» Your task
Lines to return, exactly: from the line with "score: total.min(100) as" to the line with "counts as volatile" in the entries below, both included.

= = = =

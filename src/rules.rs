//! Deterministic rule-based scoring
//!
//! Every rule adds independent points and, when it fires, one reason. Points
//! are summed unclamped and capped at 100 only at the end.

use crate::features::DeviationMetrics;
use serde::{Deserialize, Serialize};

/// Output of the rule engine
#[derive(Debug, Clone, PartialEq, Serialize, Deserialize)]
pub struct RuleScore {
    /// Rule score (0-100)
    pub score: u8,
    /// Reasons in rule evaluation order
    pub reasons: Vec<String>,
}

/// Points awarded for amount deviation beyond 2x the user's average
pub fn amount_deviation_points(deviation: f64) -> u32 {
    if deviation <= 2.0 {
        0
    } else if deviation <= 10.0 {
        (5.0 + (deviation - 2.0) * 2.5).round() as u32
    } else {
        (25.0 + ((deviation - 10.0) / 10.0).min(1.5) * 10.0).round() as u32
    }
}

fn salary_points(salary_ratio: f64) -> u32 {
    if salary_ratio > 2.0 {
        35
    } else if salary_ratio > 1.0 {
        30
    } else {
        20
    }
}

/// Score a feature bundle with the fixed rule set
pub fn score_rules(metrics: &DeviationMetrics) -> RuleScore {
    let mut total: u32 = 0;
    let mut reasons = Vec::new();

    let deviation = metrics.amount_deviation;
    if deviation > 2.0 {
        total += amount_deviation_points(deviation);
        if deviation > 10.0 {
            reasons.push(format!(
                "Extreme amount deviation: {:.1}x your average transaction",
                deviation
            ));
        } else {
            reasons.push(format!(
                "Amount is {:.1}x your average transaction",
                deviation
            ));
        }
    }

    if metrics.is_unfamiliar_location {
        total += 20;
        reasons.push("Transaction from an unfamiliar city".to_string());
    }

    if metrics.salary_ratio > 0.6 {
        total += salary_points(metrics.salary_ratio);
        reasons.push(format!(
            "Amount is {:.0}% of monthly income",
            metrics.salary_ratio * 100.0
        ));
    }

    if metrics.is_frequency_spike {
        total += 15;
        reasons.push(format!(
            "Unusual frequency: {} transactions in the last hour",
            metrics.recent_transaction_count
        ));
    }

    if metrics.is_night_transaction {
        total += 15;
        reasons.push("Late-night transaction (2 AM - 5 AM)".to_string());
    }

    if metrics.is_device_unrecognized {
        total += 10;
        reasons.push("Payment from an unrecognized device".to_string());
    }

    if metrics.is_impossible_travel {
        total += 20;
        reasons.push(match &metrics.previous_city {
            Some(city) => format!("Impossible travel: seen in {} less than an hour ago", city),
            None => "Impossible travel between locations".to_string(),
        });
    }

    if metrics.is_rapid_small_transactions {
        total += 10;
        reasons.push("Rapid small transactions (possible card testing)".to_string());
    }

    if metrics.has_prior_fraud {
        total += 5;
        reasons.push("Account has prior confirmed fraud".to_string());
    }

    if metrics.behavioral_drift > 40 {
        total += ((f64::from(metrics.behavioral_drift) / 10.0).round() as u32).min(10);
        reasons.push(format!(
            "Spending drifted {}% from baseline",
            metrics.behavioral_drift
        ));
    }

    RuleScore {
        score: total.min(100) as u8,
        reasons,
    }
}
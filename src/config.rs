//! Engine configuration
//!
//! Defaults reproduce the fixed scoring constants exactly. Loading from TOML
//! exists so deployments can pin the drift reference instant; changing the
//! weights or thresholds changes the model.

use chrono::{DateTime, TimeZone, Utc};
use serde::{Deserialize, Serialize};
use std::path::Path;
use thiserror::Error;

/// Longest drift window accepted, in days
pub const MAX_WINDOW_DAYS: i64 = 36_500;

/// Configuration errors
#[derive(Error, Debug, Clone, Serialize, Deserialize)]
pub enum ConfigError {
    #[error("Failed to read config: {0}")]
    Io(String),

    #[error("Failed to parse config: {0}")]
    Parse(String),

    #[error("Invalid config: {0}")]
    Invalid(String),
}

/// Top-level engine configuration
#[derive(Debug, Clone, PartialEq, Serialize, Deserialize)]
#[serde(default)]
pub struct EngineConfig {
    /// Fixed "now" used for behavioral drift windows
    pub reference_time: DateTime<Utc>,
    pub drift: DriftWindows,
    pub blend: BlendWeights,
    pub thresholds: TierThresholds,
    pub adaptive: AdaptiveBands,
    /// Final score at or above which confirmation is recommended
    pub confirmation_threshold: u8,
}

/// Recent vs. baseline windows for drift detection
#[derive(Debug, Clone, PartialEq, Serialize, Deserialize)]
#[serde(default)]
pub struct DriftWindows {
    pub recent_days: i64,
    pub baseline_days: i64,
    pub min_recent: usize,
    pub min_baseline: usize,
}

/// Hybrid blend of rule and ML scores
#[derive(Debug, Clone, PartialEq, Serialize, Deserialize)]
#[serde(default)]
pub struct BlendWeights {
    pub rule_weight: f64,
    pub ml_weight: f64,
}

/// Score thresholds for the risk tiers
#[derive(Debug, Clone, Copy, PartialEq, Eq, Serialize, Deserialize)]
pub struct TierThresholds {
    pub high_risk: u8,
    pub warning: u8,
}

/// Volatility bands that shift the tier thresholds per user
#[derive(Debug, Clone, PartialEq, Serialize, Deserialize)]
#[serde(default)]
pub struct AdaptiveBands {
    /// CV above which a spender counts as volatile
    pub volatile_cv: f64,
    /// CV below which a spender counts as regular
    pub regular_cv: f64,
    pub volatile: TierThresholds,
    pub regular: TierThresholds,
}

impl Default for EngineConfig {
    fn default() -> Self {
        Self {
            reference_time: Utc
                .with_ymd_and_hms(2026, 1, 31, 6, 30, 0)
                .single()
                .unwrap_or_default(),
            drift: DriftWindows::default(),
            blend: BlendWeights::default(),
            thresholds: TierThresholds::default(),
            adaptive: AdaptiveBands::default(),
            confirmation_threshold: 50,
        }
    }
}

impl Default for DriftWindows {
    fn default() -> Self {
        Self {
            recent_days: 14,
            baseline_days: 90,
            min_recent: 2,
            min_baseline: 3,
        }
    }
}

impl Default for BlendWeights {
    fn default() -> Self {
        Self {
            rule_weight: 0.6,
            ml_weight: 0.4,
        }
    }
}

impl Default for TierThresholds {
    fn default() -> Self {
        Self {
            high_risk: 70,
            warning: 50,
        }
    }
}

impl Default for AdaptiveBands {
    fn default() -> Self {
        Self {
            volatile_cv: 0.8,
            regular_cv: 0.3,
            volatile: TierThresholds {
                high_risk: 78,
                warning: 58,
            },
            regular: TierThresholds {
                high_risk: 62,
                warning: 42,
            },
        }
    }
}

impl EngineConfig {
    /// Load and validate a TOML config file
    pub fn load(path: impl AsRef<Path>) -> Result<Self, ConfigError> {
        let path = path.as_ref();
        let contents = std::fs::read_to_string(path)
            .map_err(|e| ConfigError::Io(format!("{}: {}", path.display(), e)))?;
        let config = Self::from_toml(&contents)?;
        tracing::info!("Engine config loaded from {}", path.display());
        Ok(config)
    }

    /// Parse and validate a TOML document
    pub fn from_toml(contents: &str) -> Result<Self, ConfigError> {
        let config: Self =
            toml::from_str(contents).map_err(|e| ConfigError::Parse(e.to_string()))?;
        config.validate()?;
        Ok(config)
    }

    /// Check internal consistency
    pub fn validate(&self) -> Result<(), ConfigError> {
        let blend = &self.blend;
        if blend.rule_weight < 0.0 || blend.ml_weight < 0.0 {
            return Err(ConfigError::Invalid(
                "Blend weights must be non-negative".to_string(),
            ));
        }
        if (blend.rule_weight + blend.ml_weight - 1.0).abs() > 1e-9 {
            return Err(ConfigError::Invalid(format!(
                "Blend weights must sum to 1.0, got {}",
                blend.rule_weight + blend.ml_weight
            )));
        }

        for (name, t) in [
            ("thresholds", &self.thresholds),
            ("adaptive.volatile", &self.adaptive.volatile),
            ("adaptive.regular", &self.adaptive.regular),
        ] {
            if t.warning >= t.high_risk || t.high_risk > 100 {
                return Err(ConfigError::Invalid(format!(
                    "{}: warning {} must be below high_risk {} (max 100)",
                    name, t.warning, t.high_risk
                )));
            }
        }

        let adaptive = &self.adaptive;
        if adaptive.regular_cv >= adaptive.volatile_cv {
            return Err(ConfigError::Invalid(format!(
                "regular_cv {} must be below volatile_cv {}",
                adaptive.regular_cv, adaptive.volatile_cv
            )));
        }
        if adaptive.volatile.high_risk < self.thresholds.high_risk
            || adaptive.volatile.warning < self.thresholds.warning
            || adaptive.regular.high_risk > self.thresholds.high_risk
            || adaptive.regular.warning > self.thresholds.warning
        {
            return Err(ConfigError::Invalid(
                "Volatile band must raise and regular band must lower thresholds".to_string(),
            ));
        }

        let drift = &self.drift;
        if drift.recent_days <= 0
            || drift.baseline_days <= drift.recent_days
            || drift.baseline_days > MAX_WINDOW_DAYS
        {
            return Err(ConfigError::Invalid(format!(
                "Drift windows invalid: recent {}d, baseline {}d",
                drift.recent_days, drift.baseline_days
            )));
        }

        Ok(())
    }
}
//! Confirmation workflow around the scoring engine
//!
//! Fetches the sender's profile, scores the payment, and applies the user's
//! verdict. Profile changes are made on a copy and saved once, so a failed
//! confirm never leaves a half-updated profile behind.

use crate::destination::DestinationLookup;
use crate::profile::{HistoricalTransaction, UserProfile};
use crate::{RiskEngine, ScoringRequest, ScoringResult};
use serde::{Deserialize, Serialize};
use std::collections::HashMap;
use thiserror::Error;
use tracing::{info, warn};

/// Failures of the collaborators around the engine
#[derive(Error, Debug, Clone, PartialEq, Serialize, Deserialize)]
pub enum ServiceError {
    #[error("Failed to fetch profile for {user_id}: {reason}")]
    FetchFailed { user_id: String, reason: String },

    #[error("Failed to confirm transaction {transaction_id}: {reason}")]
    ConfirmFailed {
        transaction_id: String,
        reason: String,
    },
}

/// Storage of user profiles
pub trait ProfileStore {
    fn fetch(&self, user_id: &str) -> Result<UserProfile, ServiceError>;
    fn save(&mut self, profile: UserProfile) -> Result<(), ServiceError>;
}

/// In-memory profile store
#[derive(Debug, Clone, Default)]
pub struct InMemoryProfileStore {
    profiles: HashMap<String, UserProfile>,
}

impl InMemoryProfileStore {
    pub fn new() -> Self {
        Self::default()
    }

    pub fn insert(&mut self, profile: UserProfile) {
        self.profiles.insert(profile.user_id.clone(), profile);
    }

    pub fn len(&self) -> usize {
        self.profiles.len()
    }

    pub fn is_empty(&self) -> bool {
        self.profiles.is_empty()
    }
}

impl ProfileStore for InMemoryProfileStore {
    fn fetch(&self, user_id: &str) -> Result<UserProfile, ServiceError> {
        self.profiles
            .get(user_id)
            .cloned()
            .ok_or_else(|| ServiceError::FetchFailed {
                user_id: user_id.to_string(),
                reason: "unknown user".to_string(),
            })
    }

    fn save(&mut self, profile: UserProfile) -> Result<(), ServiceError> {
        self.profiles.insert(profile.user_id.clone(), profile);
        Ok(())
    }
}

/// User's answer to a confirmation prompt
#[derive(Debug, Clone, Copy, PartialEq, Eq, Serialize, Deserialize)]
#[serde(rename_all = "SCREAMING_SNAKE_CASE")]
pub enum ConfirmationVerdict {
    Legit,
    Fraud,
}

/// Result of applying a verdict
#[derive(Debug, Clone, PartialEq, Serialize, Deserialize)]
pub struct ConfirmationOutcome {
    pub verdict: ConfirmationVerdict,
    pub profile: UserProfile,
    /// The same transaction re-scored against the updated profile
    pub rescored: ScoringResult,
}

/// Scores payments and records confirmation verdicts
pub struct ConfirmationWorkflow<'a, S, R: ?Sized> {
    engine: &'a RiskEngine,
    store: &'a mut S,
    registry: &'a R,
}

impl<'a, S, R> ConfirmationWorkflow<'a, S, R>
where
    S: ProfileStore,
    R: DestinationLookup + ?Sized,
{
    pub fn new(engine: &'a RiskEngine, store: &'a mut S, registry: &'a R) -> Self {
        Self {
            engine,
            store,
            registry,
        }
    }

    /// Fetch the user's profile and score the payment
    pub fn assess(
        &self,
        user_id: &str,
        request: &ScoringRequest,
    ) -> Result<ScoringResult, ServiceError> {
        let profile = self.store.fetch(user_id)?;
        Ok(self.engine.score(request, &profile, self.registry))
    }

    /// Apply the user's verdict for a payment
    pub fn confirm(
        &mut self,
        user_id: &str,
        request: &ScoringRequest,
        verdict: ConfirmationVerdict,
    ) -> Result<ConfirmationOutcome, ServiceError> {
        let mut profile = self
            .store
            .fetch(user_id)
            .map_err(|e| ServiceError::ConfirmFailed {
                transaction_id: request.transaction_id.clone(),
                reason: e.to_string(),
            })?;

        match verdict {
            ConfirmationVerdict::Legit => {
                let timestamp = request
                    .timestamp
                    .unwrap_or(self.engine.config().reference_time);
                profile.record_confirmed(HistoricalTransaction {
                    transaction_id: request.transaction_id.clone(),
                    user_id: profile.user_id.clone(),
                    amount: request.amount,
                    timestamp,
                    city: request.city.clone(),
                    destination_id: request.destination_id.clone(),
                    category: "confirmed".to_string(),
                    payment_link: request.payment_link.clone(),
                });
            }
            ConfirmationVerdict::Fraud => profile.record_fraud(),
        }

        if let Err(e) = self.store.save(profile.clone()) {
            warn!(
                transaction_id = %request.transaction_id,
                user_id,
                error = %e,
                "Confirmation not recorded"
            );
            return Err(ServiceError::ConfirmFailed {
                transaction_id: request.transaction_id.clone(),
                reason: e.to_string(),
            });
        }

        info!(
            transaction_id = %request.transaction_id,
            user_id,
            verdict = ?verdict,
            "Confirmation recorded"
        );

        let rescored = self.engine.score(request, &profile, self.registry);
        Ok(ConfirmationOutcome {
            verdict,
            profile,
            rescored,
        })
    }
}
//! Unsupervised-style anomaly score ("Isolation Forest")
//!
//! Ten normalized signals in [0, 1], weighted to sum to 1.0 and scaled to
//! score points.

use super::{Contribution, ModelKind, ModelOutput};
use crate::features::DeviationMetrics;

fn flag(value: bool, on: f64) -> f64 {
    if value {
        on
    } else {
        0.0
    }
}

fn account_age_signal(days: u32) -> f64 {
    if days < 30 {
        1.0
    } else if days < 90 {
        0.4
    } else {
        0.0
    }
}

/// Spend overrun against monthly spend or income, whichever is larger
fn spend_overrun_signal(metrics: &DeviationMetrics) -> f64 {
    let over_spend = (metrics.monthly_spend_ratio - 1.0).max(0.0);
    over_spend.max(metrics.salary_ratio).min(1.0)
}

/// (feature, weight, signal) rows of the anomaly model
fn signals(metrics: &DeviationMetrics) -> [(&'static str, f64, f64); 10] {
    [
        ("Amount Deviation", 0.22, (metrics.amount_deviation / 10.0).min(1.0)),
        ("Spending Overrun", 0.13, spend_overrun_signal(metrics)),
        ("Unfamiliar Location", 0.15, flag(metrics.is_unfamiliar_location, 1.0)),
        ("Frequency Spike", 0.10, flag(metrics.is_frequency_spike, 0.85)),
        ("Time of Day", 0.08, metrics.time_of_day_risk),
        ("Impossible Travel", 0.10, flag(metrics.is_impossible_travel, 1.0)),
        ("Device Change", 0.07, flag(metrics.is_device_unrecognized, 0.9)),
        ("Account Age", 0.05, account_age_signal(metrics.account_age_days)),
        ("Rapid Small Transactions", 0.04, flag(metrics.is_rapid_small_transactions, 0.8)),
        ("Behavioral Drift", 0.06, (f64::from(metrics.behavioral_drift) / 80.0).min(1.0)),
    ]
}

/// Anomaly score with per-feature contributions
pub fn score_anomaly(metrics: &DeviationMetrics) -> ModelOutput {
    let contributions = signals(metrics)
        .into_iter()
        .map(|(feature, weight, signal)| Contribution::new(feature, signal * weight * 100.0))
        .collect();
    ModelOutput::from_contributions(ModelKind::IsolationForest, contributions)
}
//! Supervised-style fraud probability ("LightGBM")
//!
//! Magnitude-aware contributions calibrated independently of each other, so
//! the weights do not sum to one.

use super::{Contribution, ModelKind, ModelOutput};
use crate::features::DeviationMetrics;

fn destination_age_points(days: u32) -> f64 {
    if days < 7 {
        20.0
    } else if days < 30 {
        10.0
    } else {
        0.0
    }
}

fn account_age_points(days: u32) -> f64 {
    if days < 30 {
        10.0
    } else if days < 90 {
        5.0
    } else {
        0.0
    }
}

fn link_points(metrics: &DeviationMetrics) -> f64 {
    match &metrics.link_inspection {
        Some(inspection) => f64::from(inspection.risk_score),
        None => metrics.link_risk_tier.fallback_contribution(),
    }
}

fn salary_overrun_points(salary_ratio: f64) -> f64 {
    if salary_ratio > 1.0 {
        ((salary_ratio - 1.0) / 2.0).min(1.0) * 12.0
    } else {
        0.0
    }
}

fn drift_points(drift: u32) -> f64 {
    if drift > 40 {
        (f64::from(drift - 40) / 60.0).min(1.0) * 8.0
    } else {
        0.0
    }
}

fn points(value: bool, on: f64) -> f64 {
    if value {
        on
    } else {
        0.0
    }
}

/// Fraud probability score with per-feature contributions
pub fn score_fraud_probability(metrics: &DeviationMetrics) -> ModelOutput {
    let contributions = vec![
        Contribution::new(
            "Destination Risk",
            f64::from(metrics.destination_risk_score) * 0.3,
        ),
        Contribution::new(
            "First-time Destination",
            points(metrics.is_first_time_destination, 15.0),
        ),
        Contribution::new(
            "Destination Age",
            destination_age_points(metrics.destination_age_days),
        ),
        Contribution::new("Link Risk", link_points(metrics)),
        Contribution::new("Device Change", points(metrics.is_device_unrecognized, 12.0)),
        Contribution::new("Night Transaction", points(metrics.is_night_transaction, 8.0)),
        Contribution::new("Account Age", account_age_points(metrics.account_age_days)),
        Contribution::new("Fraud History", points(metrics.has_prior_fraud, 10.0)),
        Contribution::new(
            "Amount Anomaly",
            (metrics.amount_deviation / 15.0).min(1.0) * 15.0,
        ),
        Contribution::new("Salary Overrun", salary_overrun_points(metrics.salary_ratio)),
        Contribution::new("Behavioral Drift", drift_points(metrics.behavioral_drift)),
    ];
    ModelOutput::from_contributions(ModelKind::LightGbm, contributions)
}

#[cfg(test)]
mod tests {
    use super::*;
    use crate::features::fixtures::quiet_metrics;
    use crate::link_inspector::{inspect_link, LinkRiskTier};

    fn contribution(output: &ModelOutput, feature: &str) -> f64 {
        output
            .contributions
            .iter()
            .find(|c| c.feature == feature)
            .map(|c| c.value)
            .unwrap()
    }

    #[test]
    fn test_quiet_profile() {
        let output = score_fraud_probability(&quiet_metrics());
        assert_eq!(output.model, ModelKind::LightGbm);
        // amount anomaly 1/15 * 15 = 1
        assert_eq!(output.score, 1);
    }

    #[test]
    fn test_new_unknown_destination() {
        let mut metrics = quiet_metrics();
        metrics.amount_deviation = 100.0;
        metrics.salary_ratio = 1.0;
        metrics.is_first_time_destination = true;
        metrics.destination_age_days = 5;
        metrics.destination_risk_score = 70;

        let output = score_fraud_probability(&metrics);
        // 21 + 15 + 20 + 15
        assert_eq!(output.score, 71);
        assert_eq!(contribution(&output, "Salary Overrun"), 0.0);
    }

    #[test]
    fn test_link_uses_inspection_score() {
        let mut metrics = quiet_metrics();
        metrics.link_inspection = inspect_link(Some("bit.ly/win50k"));
        metrics.link_risk_tier = LinkRiskTier::New;
        let output = score_fraud_probability(&metrics);
        assert_eq!(contribution(&output, "Link Risk"), 23.0);
    }

    #[test]
    fn test_link_fallback_by_tier() {
        let mut metrics = quiet_metrics();
        metrics.has_payment_link = true;
        for (tier, expected) in [
            (LinkRiskTier::New, 20.0),
            (LinkRiskTier::Unknown, 15.0),
            (LinkRiskTier::Trusted, 3.0),
            (LinkRiskTier::None, 0.0),
        ] {
            metrics.link_risk_tier = tier;
            let output = score_fraud_probability(&metrics);
            assert_eq!(contribution(&output, "Link Risk"), expected);
        }
    }

    #[test]
    fn test_magnitude_signals() {
        assert_eq!(salary_overrun_points(2.0), 6.0);
        assert_eq!(salary_overrun_points(10.0), 12.0);
        assert_eq!(drift_points(40), 0.0);
        assert_eq!(drift_points(70), 4.0);
        assert_eq!(drift_points(500), 8.0);
    }

    #[test]
    fn test_score_capped() {
        let mut metrics = quiet_metrics();
        metrics.destination_risk_score = 100;
        metrics.is_first_time_destination = true;
        metrics.destination_age_days = 1;
        metrics.link_risk_tier = LinkRiskTier::New;
        metrics.is_device_unrecognized = true;
        metrics.is_night_transaction = true;
        metrics.account_age_days = 5;
        metrics.has_prior_fraud = true;
        metrics.amount_deviation = 100.0;
        metrics.salary_ratio = 10.0;
        metrics.behavioral_drift = 300;

        assert_eq!(score_fraud_probability(&metrics).score, 100);
    }
}
//! Seedable synthetic profile generator
//!
//! Builds realistic user profiles and histories for demos, benches and
//! load tests. All randomness flows from one seeded `StdRng`, so the same
//! seed always yields the same dataset.

use crate::profile::{HistoricalTransaction, UserCategory, UserProfile};
use chrono::{DateTime, Duration, Utc};
use rand::rngs::StdRng;
use rand::seq::SliceRandom;
use rand::{Rng, SeedableRng};
use uuid::Builder;

const CITIES: &[&str] = &[
    "Chennai", "Bangalore", "Mumbai", "Delhi", "Hyderabad", "Pune", "Kolkata", "Ahmedabad",
    "Jaipur", "Kochi",
];

const MERCHANTS: &[(&str, &str)] = &[
    ("swiggy@paytm", "food"),
    ("zomato@okaxis", "food"),
    ("bigbasket@okicici", "groceries"),
    ("amazon@apl", "shopping"),
    ("flipkart@axisbank", "shopping"),
    ("irctc@sbi", "travel"),
    ("uber@okhdfcbank", "travel"),
    ("bescom@ybl", "utilities"),
    ("airtel@paytm", "utilities"),
    ("landlord@oksbi", "rent"),
];

/// Income and spending ranges for a category
struct CategoryShape {
    income: (f64, f64),
    avg_amount: (f64, f64),
    weekly_frequency: (f64, f64),
}

fn shape(category: UserCategory) -> CategoryShape {
    match category {
        UserCategory::Salaried => CategoryShape {
            income: (40_000.0, 120_000.0),
            avg_amount: (400.0, 2_500.0),
            weekly_frequency: (8.0, 20.0),
        },
        UserCategory::Business => CategoryShape {
            income: (100_000.0, 500_000.0),
            avg_amount: (2_000.0, 15_000.0),
            weekly_frequency: (15.0, 40.0),
        },
        UserCategory::Student => CategoryShape {
            income: (5_000.0, 20_000.0),
            avg_amount: (80.0, 500.0),
            weekly_frequency: (5.0, 15.0),
        },
        UserCategory::HighSpender => CategoryShape {
            income: (150_000.0, 600_000.0),
            avg_amount: (3_000.0, 25_000.0),
            weekly_frequency: (10.0, 30.0),
        },
        UserCategory::LowSpender => CategoryShape {
            income: (15_000.0, 40_000.0),
            avg_amount: (100.0, 600.0),
            weekly_frequency: (2.0, 6.0),
        },
    }
}

/// Deterministic generator of synthetic users
pub struct DatasetGenerator {
    rng: StdRng,
    reference_time: DateTime<Utc>,
}

impl DatasetGenerator {
    /// Generator whose history ends at `reference_time`
    pub fn seeded(seed: u64, reference_time: DateTime<Utc>) -> Self {
        Self {
            rng: StdRng::seed_from_u64(seed),
            reference_time,
        }
    }

    fn id(&mut self, prefix: &str) -> String {
        let uuid = Builder::from_random_bytes(self.rng.gen()).into_uuid();
        format!("{}-{}", prefix, uuid.simple())
    }

    fn pick<'a>(&mut self, items: &'a [&'a str], count: usize) -> Vec<String> {
        items
            .choose_multiple(&mut self.rng, count)
            .map(|s| s.to_string())
            .collect()
    }

    /// Generate one profile of the given category
    pub fn generate_profile(&mut self, user_id: &str, category: UserCategory) -> UserProfile {
        let shape = shape(category);
        let monthly_income = self.rng.gen_range(shape.income.0..shape.income.1).round();
        let typical_amount = self.rng.gen_range(shape.avg_amount.0..shape.avg_amount.1);
        let avg_weekly_frequency =
            (self.rng.gen_range(shape.weekly_frequency.0..shape.weekly_frequency.1) * 10.0).round()
                / 10.0;

        let home_count = self.rng.gen_range(1..=3);
        let usual_cities = self.pick(CITIES, home_count);

        let merchant_count = self.rng.gen_range(3..=6);
        let usual_destinations: Vec<(String, String)> = MERCHANTS
            .choose_multiple(&mut self.rng, merchant_count)
            .map(|(id, cat)| (id.to_string(), cat.to_string()))
            .collect();

        let history = self.generate_history(
            user_id,
            typical_amount,
            &usual_cities,
            &usual_destinations,
        );

        let avg_transaction_amount = if history.is_empty() {
            typical_amount
        } else {
            history.iter().map(|t| t.amount).sum::<f64>() / history.len() as f64
        };

        let device_count = self.rng.gen_range(1..=2);
        let known_devices = (0..device_count).map(|_| self.id("DEVICE")).collect();

        UserProfile {
            user_id: user_id.to_string(),
            monthly_income,
            avg_transaction_amount: avg_transaction_amount.round(),
            avg_monthly_spend: (avg_transaction_amount * avg_weekly_frequency * 4.3).round(),
            avg_weekly_frequency,
            usual_cities,
            usual_destinations: usual_destinations.into_iter().map(|(id, _)| id).collect(),
            history,
            account_age_days: self.rng.gen_range(20..2_000),
            known_devices,
            prior_fraud_incidents: u32::from(self.rng.gen_bool(0.05)),
            category,
        }
    }

    /// Newest-first history spread over the 90 days before the reference time
    fn generate_history(
        &mut self,
        user_id: &str,
        typical_amount: f64,
        cities: &[String],
        destinations: &[(String, String)],
    ) -> Vec<HistoricalTransaction> {
        let count = self.rng.gen_range(20..=40);
        let mut history: Vec<HistoricalTransaction> = (0..count)
            .map(|_| {
                let minutes_ago = self.rng.gen_range(10..90 * 24 * 60);
                let spread = self.rng.gen_range(0.4..1.6);
                let (destination_id, category) = destinations
                    .choose(&mut self.rng)
                    .cloned()
                    .unwrap_or_else(|| ("unknown@upi".to_string(), "other".to_string()));
                let city = cities
                    .choose(&mut self.rng)
                    .cloned()
                    .unwrap_or_else(|| "Unknown".to_string());

                HistoricalTransaction {
                    transaction_id: self.id("TXN"),
                    user_id: user_id.to_string(),
                    amount: (typical_amount * spread).round(),
                    timestamp: self.reference_time - Duration::minutes(minutes_ago),
                    city,
                    destination_id,
                    category,
                    payment_link: None,
                }
            })
            .collect();

        history.sort_by(|a, b| b.timestamp.cmp(&a.timestamp));
        history
    }

    /// One profile per category, cycling through categories
    pub fn generate_population(&mut self, size: usize) -> Vec<UserProfile> {
        (0..size)
            .map(|i| {
                let category = UserCategory::ALL[i % UserCategory::ALL.len()];
                self.generate_profile(&format!("USER-{:04}", i + 1), category)
            })
            .collect()
    }
}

= = = =

» Reply
        score: total.min(100) as u8,
        reasons,
    }
}
filename src/config.rs
//! Engine configuration
//!
//! Defaults reproduce the fixed scoring constants exactly. Loading from TOML
//! exists so deployments can pin the drift reference instant; changing the
//! weights or thresholds changes the model.

use chrono::{DateTime, TimeZone, Utc};
use serde::{Deserialize, Serialize};
use std::path::Path;
use thiserror::Error;

/// Longest drift window accepted, in days
pub const MAX_WINDOW_DAYS: i64 = 36_500;

/// Configuration errors
#[derive(Error, Debug, Clone, Serialize, Deserialize)]
pub enum ConfigError {
    #[error("Failed to read config: {0}")]
    Io(String),

    #[error("Failed to parse config: {0}")]
    Parse(String),

    #[error("Invalid config: {0}")]
    Invalid(String),
}

/// Top-level engine configuration
#[derive(Debug, Clone, PartialEq, Serialize, Deserialize)]
#[serde(default)]
pub struct EngineConfig {
    /// Fixed "now" used for behavioral drift windows
    pub reference_time: DateTime<Utc>,
    pub drift: DriftWindows,
    pub blend: BlendWeights,
    pub thresholds: TierThresholds,
    pub adaptive: AdaptiveBands,
    /// Final score at or above which confirmation is recommended
    pub confirmation_threshold: u8,
}

/// Recent vs. baseline windows for drift detection
#[derive(Debug, Clone, PartialEq, Serialize, Deserialize)]
#[serde(default)]
pub struct DriftWindows {
    pub recent_days: i64,
    pub baseline_days: i64,
    pub min_recent: usize,
    pub min_baseline: usize,
}

/// Hybrid blend of rule and ML scores
#[derive(Debug, Clone, PartialEq, Serialize, Deserialize)]
#[serde(default)]
pub struct BlendWeights {
    pub rule_weight: f64,
    pub ml_weight: f64,
}

/// Score thresholds for the risk tiers
#[derive(Debug, Clone, Copy, PartialEq, Eq, Serialize, Deserialize)]
pub struct TierThresholds {
    pub high_risk: u8,
    pub warning: u8,
}

/// Volatility bands that shift the tier thresholds per user
#[derive(Debug, Clone, PartialEq, Serialize, Deserialize)]
#[serde(default)]
pub struct AdaptiveBands {
    /// CV above which a spender counts as volatile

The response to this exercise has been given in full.